» **PROBLEM REQUIREMENTS**
Repeat exactly the lines below that lie between the line with "given bit size." and the line with "f64, range_max: f64)", counting both of those lines as part of the answer.

*** TASK DATA Section Begins ***

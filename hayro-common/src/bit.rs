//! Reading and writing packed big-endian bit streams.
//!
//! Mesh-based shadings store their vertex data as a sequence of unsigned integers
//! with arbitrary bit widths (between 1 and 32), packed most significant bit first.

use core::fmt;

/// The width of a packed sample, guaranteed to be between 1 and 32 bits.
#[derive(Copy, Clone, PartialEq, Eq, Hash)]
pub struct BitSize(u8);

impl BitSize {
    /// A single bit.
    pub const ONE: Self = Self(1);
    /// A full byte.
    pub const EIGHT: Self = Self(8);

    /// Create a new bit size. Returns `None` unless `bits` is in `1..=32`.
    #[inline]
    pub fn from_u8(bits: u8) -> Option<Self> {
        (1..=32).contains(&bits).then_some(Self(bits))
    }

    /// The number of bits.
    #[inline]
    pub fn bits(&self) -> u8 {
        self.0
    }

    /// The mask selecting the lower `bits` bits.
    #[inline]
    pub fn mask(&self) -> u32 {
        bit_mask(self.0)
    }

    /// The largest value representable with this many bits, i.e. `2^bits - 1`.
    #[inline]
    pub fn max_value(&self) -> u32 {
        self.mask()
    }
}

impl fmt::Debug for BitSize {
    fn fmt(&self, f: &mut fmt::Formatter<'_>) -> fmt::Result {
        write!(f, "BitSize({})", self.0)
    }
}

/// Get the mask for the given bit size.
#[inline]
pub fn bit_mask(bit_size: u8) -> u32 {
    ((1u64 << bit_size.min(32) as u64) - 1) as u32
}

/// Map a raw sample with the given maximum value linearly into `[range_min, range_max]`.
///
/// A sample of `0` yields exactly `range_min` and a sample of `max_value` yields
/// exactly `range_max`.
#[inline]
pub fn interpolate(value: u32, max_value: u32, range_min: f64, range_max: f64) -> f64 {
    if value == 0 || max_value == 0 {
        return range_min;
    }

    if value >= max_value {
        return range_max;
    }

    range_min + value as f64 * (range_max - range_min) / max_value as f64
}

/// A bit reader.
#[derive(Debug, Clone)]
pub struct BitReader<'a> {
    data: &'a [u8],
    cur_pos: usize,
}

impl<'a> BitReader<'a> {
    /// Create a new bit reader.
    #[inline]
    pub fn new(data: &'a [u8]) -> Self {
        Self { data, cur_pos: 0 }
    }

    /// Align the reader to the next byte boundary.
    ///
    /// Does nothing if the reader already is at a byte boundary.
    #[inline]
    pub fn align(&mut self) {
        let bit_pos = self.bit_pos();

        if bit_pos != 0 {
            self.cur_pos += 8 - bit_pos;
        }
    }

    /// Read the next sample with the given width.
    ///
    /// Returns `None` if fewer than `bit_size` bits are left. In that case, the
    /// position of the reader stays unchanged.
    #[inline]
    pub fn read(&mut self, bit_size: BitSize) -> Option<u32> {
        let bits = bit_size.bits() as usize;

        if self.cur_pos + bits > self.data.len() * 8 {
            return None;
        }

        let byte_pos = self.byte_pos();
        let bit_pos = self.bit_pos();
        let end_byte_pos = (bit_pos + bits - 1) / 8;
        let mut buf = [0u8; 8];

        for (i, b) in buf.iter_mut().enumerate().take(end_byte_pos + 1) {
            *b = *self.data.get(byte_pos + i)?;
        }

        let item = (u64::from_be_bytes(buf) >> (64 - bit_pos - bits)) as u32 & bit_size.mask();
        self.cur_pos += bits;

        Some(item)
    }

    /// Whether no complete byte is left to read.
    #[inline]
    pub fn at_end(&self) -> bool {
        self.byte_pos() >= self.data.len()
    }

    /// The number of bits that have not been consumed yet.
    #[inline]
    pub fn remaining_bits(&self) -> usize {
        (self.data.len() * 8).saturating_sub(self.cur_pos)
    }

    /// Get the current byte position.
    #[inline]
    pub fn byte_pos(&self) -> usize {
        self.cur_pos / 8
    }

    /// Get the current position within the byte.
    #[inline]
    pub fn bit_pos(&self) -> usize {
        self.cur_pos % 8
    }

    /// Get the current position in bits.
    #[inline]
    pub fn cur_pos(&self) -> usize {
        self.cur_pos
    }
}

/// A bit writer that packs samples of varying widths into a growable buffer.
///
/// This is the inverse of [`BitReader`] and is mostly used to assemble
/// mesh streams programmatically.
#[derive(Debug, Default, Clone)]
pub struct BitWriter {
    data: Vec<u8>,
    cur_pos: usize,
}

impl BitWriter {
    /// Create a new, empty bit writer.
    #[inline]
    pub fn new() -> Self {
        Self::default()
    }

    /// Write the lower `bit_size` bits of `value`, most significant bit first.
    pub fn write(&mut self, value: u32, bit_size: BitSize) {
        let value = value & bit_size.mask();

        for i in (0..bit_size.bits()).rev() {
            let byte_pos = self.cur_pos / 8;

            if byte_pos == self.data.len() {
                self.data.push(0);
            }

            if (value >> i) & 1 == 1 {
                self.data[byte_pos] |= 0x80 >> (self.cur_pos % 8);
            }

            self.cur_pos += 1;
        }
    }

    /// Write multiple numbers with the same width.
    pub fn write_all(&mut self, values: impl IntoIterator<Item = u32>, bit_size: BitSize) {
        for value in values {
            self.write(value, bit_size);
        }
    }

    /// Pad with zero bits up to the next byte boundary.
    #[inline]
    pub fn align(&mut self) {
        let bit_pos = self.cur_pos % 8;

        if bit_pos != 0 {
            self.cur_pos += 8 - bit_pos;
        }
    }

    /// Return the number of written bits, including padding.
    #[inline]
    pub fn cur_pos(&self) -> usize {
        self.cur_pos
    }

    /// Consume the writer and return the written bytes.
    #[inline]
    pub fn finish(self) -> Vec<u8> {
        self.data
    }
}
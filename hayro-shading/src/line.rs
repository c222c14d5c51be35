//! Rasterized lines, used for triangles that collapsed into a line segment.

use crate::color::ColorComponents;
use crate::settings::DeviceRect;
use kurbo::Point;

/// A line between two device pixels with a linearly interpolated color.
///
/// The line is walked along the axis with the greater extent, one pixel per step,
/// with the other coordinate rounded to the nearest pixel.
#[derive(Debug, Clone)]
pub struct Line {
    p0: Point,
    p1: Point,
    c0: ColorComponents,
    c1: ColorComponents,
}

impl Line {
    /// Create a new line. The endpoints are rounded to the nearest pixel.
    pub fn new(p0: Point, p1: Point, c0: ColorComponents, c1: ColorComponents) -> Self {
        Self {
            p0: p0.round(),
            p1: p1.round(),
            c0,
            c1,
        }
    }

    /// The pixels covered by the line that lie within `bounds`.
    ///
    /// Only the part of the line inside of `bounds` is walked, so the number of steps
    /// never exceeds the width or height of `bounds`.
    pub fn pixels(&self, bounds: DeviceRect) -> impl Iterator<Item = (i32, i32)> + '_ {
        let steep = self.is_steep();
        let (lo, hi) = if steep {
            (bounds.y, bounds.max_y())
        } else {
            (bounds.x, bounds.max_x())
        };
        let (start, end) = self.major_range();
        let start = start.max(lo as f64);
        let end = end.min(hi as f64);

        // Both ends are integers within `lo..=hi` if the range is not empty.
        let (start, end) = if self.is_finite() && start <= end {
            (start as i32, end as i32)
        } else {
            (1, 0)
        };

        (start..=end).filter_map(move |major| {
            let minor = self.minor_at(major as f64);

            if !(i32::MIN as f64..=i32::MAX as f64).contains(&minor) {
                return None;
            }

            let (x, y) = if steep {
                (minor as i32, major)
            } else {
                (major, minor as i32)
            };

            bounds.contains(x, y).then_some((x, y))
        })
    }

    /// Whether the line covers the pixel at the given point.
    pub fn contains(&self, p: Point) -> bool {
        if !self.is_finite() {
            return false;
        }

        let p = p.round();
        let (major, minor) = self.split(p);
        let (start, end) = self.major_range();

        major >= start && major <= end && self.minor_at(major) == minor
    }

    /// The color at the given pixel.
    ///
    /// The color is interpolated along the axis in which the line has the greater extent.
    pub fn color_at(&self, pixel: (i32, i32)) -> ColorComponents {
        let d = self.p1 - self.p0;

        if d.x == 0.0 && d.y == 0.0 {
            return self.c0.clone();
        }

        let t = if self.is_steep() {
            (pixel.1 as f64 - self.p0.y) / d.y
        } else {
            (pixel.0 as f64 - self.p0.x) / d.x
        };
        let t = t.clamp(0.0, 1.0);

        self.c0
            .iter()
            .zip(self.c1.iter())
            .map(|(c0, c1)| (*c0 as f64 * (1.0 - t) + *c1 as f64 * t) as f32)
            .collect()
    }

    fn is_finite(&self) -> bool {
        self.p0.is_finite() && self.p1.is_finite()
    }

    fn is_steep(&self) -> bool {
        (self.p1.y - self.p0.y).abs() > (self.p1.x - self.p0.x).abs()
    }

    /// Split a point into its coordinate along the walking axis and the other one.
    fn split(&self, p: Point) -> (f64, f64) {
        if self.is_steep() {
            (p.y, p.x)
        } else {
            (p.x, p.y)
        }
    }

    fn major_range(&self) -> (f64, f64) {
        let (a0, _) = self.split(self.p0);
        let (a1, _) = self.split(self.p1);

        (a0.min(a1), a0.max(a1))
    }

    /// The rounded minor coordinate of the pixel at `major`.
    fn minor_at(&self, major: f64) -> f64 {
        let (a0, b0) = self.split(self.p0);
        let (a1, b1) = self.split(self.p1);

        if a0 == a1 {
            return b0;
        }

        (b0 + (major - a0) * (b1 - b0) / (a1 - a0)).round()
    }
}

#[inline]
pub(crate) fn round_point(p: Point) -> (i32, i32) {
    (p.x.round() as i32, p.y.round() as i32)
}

*** TASK DATA Section Ends ***

» **SOLUTION TO THIS EXERCISE**
/// Get the mask for the given bit size.
#[inline]
pub fn bit_mask(bit_size: u8) -> u32 {
    ((1u64 << bit_size.min(32) as u64) - 1) as u32
}

/// Map a raw sample with the given maximum value linearly into `[range_min, range_max]`.
///
/// A sample of `0` yields exactly `range_min` and a sample of `max_value` yields
/// exactly `range_max`.
#[inline]
pub fn interpolate(value: u32, max_value: u32, range_min: f64, range_max: f64) -> f64 {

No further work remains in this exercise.